Stored data:
****

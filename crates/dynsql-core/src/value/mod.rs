mod compare;

pub use compare::{loose_eq, strict_order_cmp};

use serde::Serialize;
use std::collections::BTreeMap;

///
/// Value
///
/// Dynamic value bound into statements and read back from in-memory rows.
/// `Record` carries nested objects so relationship paths can be walked
/// during in-memory matching.
///

#[derive(Clone, Debug, PartialEq, Serialize)]
#[serde(untagged)]
pub enum Value {
    Bool(bool),
    Float64(f64),
    Int(i64),
    /// Ordered list of values.
    /// Used for IN arguments, to-many relationships and vectors.
    List(Vec<Self>),
    Null,
    Record(BTreeMap<String, Self>),
    Text(String),
    Uint(u64),
}

impl Value {
    #[must_use]
    pub const fn is_null(&self) -> bool {
        matches!(self, Self::Null)
    }

    /// Null, empty text and empty list count as "no value supplied".
    #[must_use]
    pub fn is_empty_value(&self) -> bool {
        match self {
            Self::Null => true,
            Self::Text(s) => s.is_empty(),
            Self::List(items) => items.is_empty(),
            Self::Record(map) => map.is_empty(),
            _ => false,
        }
    }

    #[must_use]
    pub fn as_list(&self) -> Option<&[Self]> {
        match self {
            Self::List(items) => Some(items.as_slice()),
            _ => None,
        }
    }

    #[must_use]
    pub fn as_text(&self) -> Option<&str> {
        match self {
            Self::Text(s) => Some(s.as_str()),
            _ => None,
        }
    }

    #[must_use]
    pub const fn as_record(&self) -> Option<&BTreeMap<String, Self>> {
        match self {
            Self::Record(map) => Some(map),
            _ => None,
        }
    }

    /// Walk a dotted path through nested records.
    /// Missing segments and non-record intermediates resolve to `None`.
    #[must_use]
    pub fn get_path(&self, path: &str) -> Option<&Self> {
        let mut current = self;
        for segment in path.split('.') {
            current = current.as_record()?.get(segment)?;
        }
        Some(current)
    }

    /// Build a list value from any iterable of convertible items.
    pub fn from_list<T: Into<Self>>(items: impl IntoIterator<Item = T>) -> Self {
        Self::List(items.into_iter().map(Into::into).collect())
    }
}

impl From<bool> for Value {
    fn from(v: bool) -> Self {
        Self::Bool(v)
    }
}

impl From<i32> for Value {
    fn from(v: i32) -> Self {
        Self::Int(i64::from(v))
    }
}

impl From<i64> for Value {
    fn from(v: i64) -> Self {
        Self::Int(v)
    }
}

impl From<u32> for Value {
    fn from(v: u32) -> Self {
        Self::Uint(u64::from(v))
    }
}

impl From<u64> for Value {
    fn from(v: u64) -> Self {
        Self::Uint(v)
    }
}

impl From<f32> for Value {
    fn from(v: f32) -> Self {
        Self::Float64(f64::from(v))
    }
}

impl From<f64> for Value {
    fn from(v: f64) -> Self {
        Self::Float64(v)
    }
}

impl From<&str> for Value {
    fn from(v: &str) -> Self {
        Self::Text(v.to_string())
    }
}

impl From<String> for Value {
    fn from(v: String) -> Self {
        Self::Text(v)
    }
}

impl<T: Into<Self>> From<Vec<T>> for Value {
    fn from(v: Vec<T>) -> Self {
        Self::from_list(v)
    }
}

impl<T: Into<Self>> From<Option<T>> for Value {
    fn from(v: Option<T>) -> Self {
        v.map_or(Self::Null, Into::into)
    }
}

impl From<BTreeMap<String, Self>> for Value {
    fn from(v: BTreeMap<String, Self>) -> Self {
        Self::Record(v)
    }
}

impl From<serde_json::Value> for Value {
    fn from(v: serde_json::Value) -> Self {
        match v {
            serde_json::Value::Null => Self::Null,
            serde_json::Value::Bool(b) => Self::Bool(b),
            serde_json::Value::Number(n) => {
                if let Some(i) = n.as_i64() {
                    Self::Int(i)
                } else if let Some(u) = n.as_u64() {
                    Self::Uint(u)
                } else {
                    n.as_f64().map_or(Self::Null, Self::Float64)
                }
            }
            serde_json::Value::String(s) => Self::Text(s),
            serde_json::Value::Array(items) => Self::from_list(items),
            serde_json::Value::Object(map) => {
                Self::Record(map.into_iter().map(|(k, v)| (k, v.into())).collect())
            }
        }
    }
}

///
/// TESTS
///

****

Transcribe the entries above so that nothing in them differs from the original.

● EXERCISE ANSWER
filename crates/dynsql-core/src/value/mod.rs
mod compare;

pub use compare::{loose_eq, strict_order_cmp};

use serde::Serialize;
use std::collections::BTreeMap;

///
/// Value
///
/// Dynamic value bound into statements and read back from in-memory rows.
/// `Record` carries nested objects so relationship paths can be walked
/// during in-memory matching.
///

#[derive(Clone, Debug, PartialEq, Serialize)]
#[serde(untagged)]
pub enum Value {
    Bool(bool),
    Float64(f64),
    Int(i64),
    /// Ordered list of values.
    /// Used for IN arguments, to-many relationships and vectors.
    List(Vec<Self>),
    Null,
    Record(BTreeMap<String, Self>),
    Text(String),
    Uint(u64),
}

impl Value {
    #[must_use]
    pub const fn is_null(&self) -> bool {
        matches!(self, Self::Null)
    }

    /// Null, empty text and empty list count as "no value supplied".
    #[must_use]
    pub fn is_empty_value(&self) -> bool {
        match self {
            Self::Null => true,
            Self::Text(s) => s.is_empty(),
            Self::List(items) => items.is_empty(),
            Self::Record(map) => map.is_empty(),
            _ => false,
        }
    }

    #[must_use]
    pub fn as_list(&self) -> Option<&[Self]> {
        match self {
            Self::List(items) => Some(items.as_slice()),
            _ => None,
        }
    }

    #[must_use]
    pub fn as_text(&self) -> Option<&str> {
        match self {
            Self::Text(s) => Some(s.as_str()),
            _ => None,
        }
    }

    #[must_use]
    pub const fn as_record(&self) -> Option<&BTreeMap<String, Self>> {
        match self {
            Self::Record(map) => Some(map),
            _ => None,
        }
    }

    /// Walk a dotted path through nested records.
    /// Missing segments and non-record intermediates resolve to `None`.
    #[must_use]
    pub fn get_path(&self, path: &str) -> Option<&Self> {
        let mut current = self;
        for segment in path.split('.') {
            current = current.as_record()?.get(segment)?;
        }
        Some(current)
    }

    /// Build a list value from any iterable of convertible items.
    pub fn from_list<T: Into<Self>>(items: impl IntoIterator<Item = T>) -> Self {
        Self::List(items.into_iter().map(Into::into).collect())
    }
}

impl From<bool> for Value {
    fn from(v: bool) -> Self {
        Self::Bool(v)
    }
}

impl From<i32> for Value {
    fn from(v: i32) -> Self {
        Self::Int(i64::from(v))
    }
}

impl From<i64> for Value {
    fn from(v: i64) -> Self {
        Self::Int(v)
    }
}

impl From<u32> for Value {
    fn from(v: u32) -> Self {
        Self::Uint(u64::from(v))
    }
}

impl From<u64> for Value {
    fn from(v: u64) -> Self {
        Self::Uint(v)
    }
}

impl From<f32> for Value {
    fn from(v: f32) -> Self {
        Self::Float64(f64::from(v))
    }
}

impl From<f64> for Value {
    fn from(v: f64) -> Self {
        Self::Float64(v)
    }
}

impl From<&str> for Value {
    fn from(v: &str) -> Self {
        Self::Text(v.to_string())
    }
}

impl From<String> for Value {
    fn from(v: String) -> Self {
        Self::Text(v)
    }
}

impl<T: Into<Self>> From<Vec<T>> for Value {
    fn from(v: Vec<T>) -> Self {
        Self::from_list(v)
    }
}

impl<T: Into<Self>> From<Option<T>> for Value {
    fn from(v: Option<T>) -> Self {
        v.map_or(Self::Null, Into::into)
    }
}

impl From<BTreeMap<String, Self>> for Value {
    fn from(v: BTreeMap<String, Self>) -> Self {
        Self::Record(v)
    }
}

impl From<serde_json::Value> for Value {
    fn from(v: serde_json::Value) -> Self {
        match v {
            serde_json::Value::Null => Self::Null,
            serde_json::Value::Bool(b) => Self::Bool(b),
            serde_json::Value::Number(n) => {
                if let Some(i) = n.as_i64() {
                    Self::Int(i)
                } else if let Some(u) = n.as_u64() {
                    Self::Uint(u)
                } else {
                    n.as_f64().map_or(Self::Null, Self::Float64)
                }
            }
            serde_json::Value::String(s) => Self::Text(s),
            serde_json::Value::Array(items) => Self::from_list(items),
            serde_json::Value::Object(map) => {
                Self::Record(map.into_iter().map(|(k, v)| (k, v.into())).collect())
            }
        }
    }
}

///
/// TESTS
///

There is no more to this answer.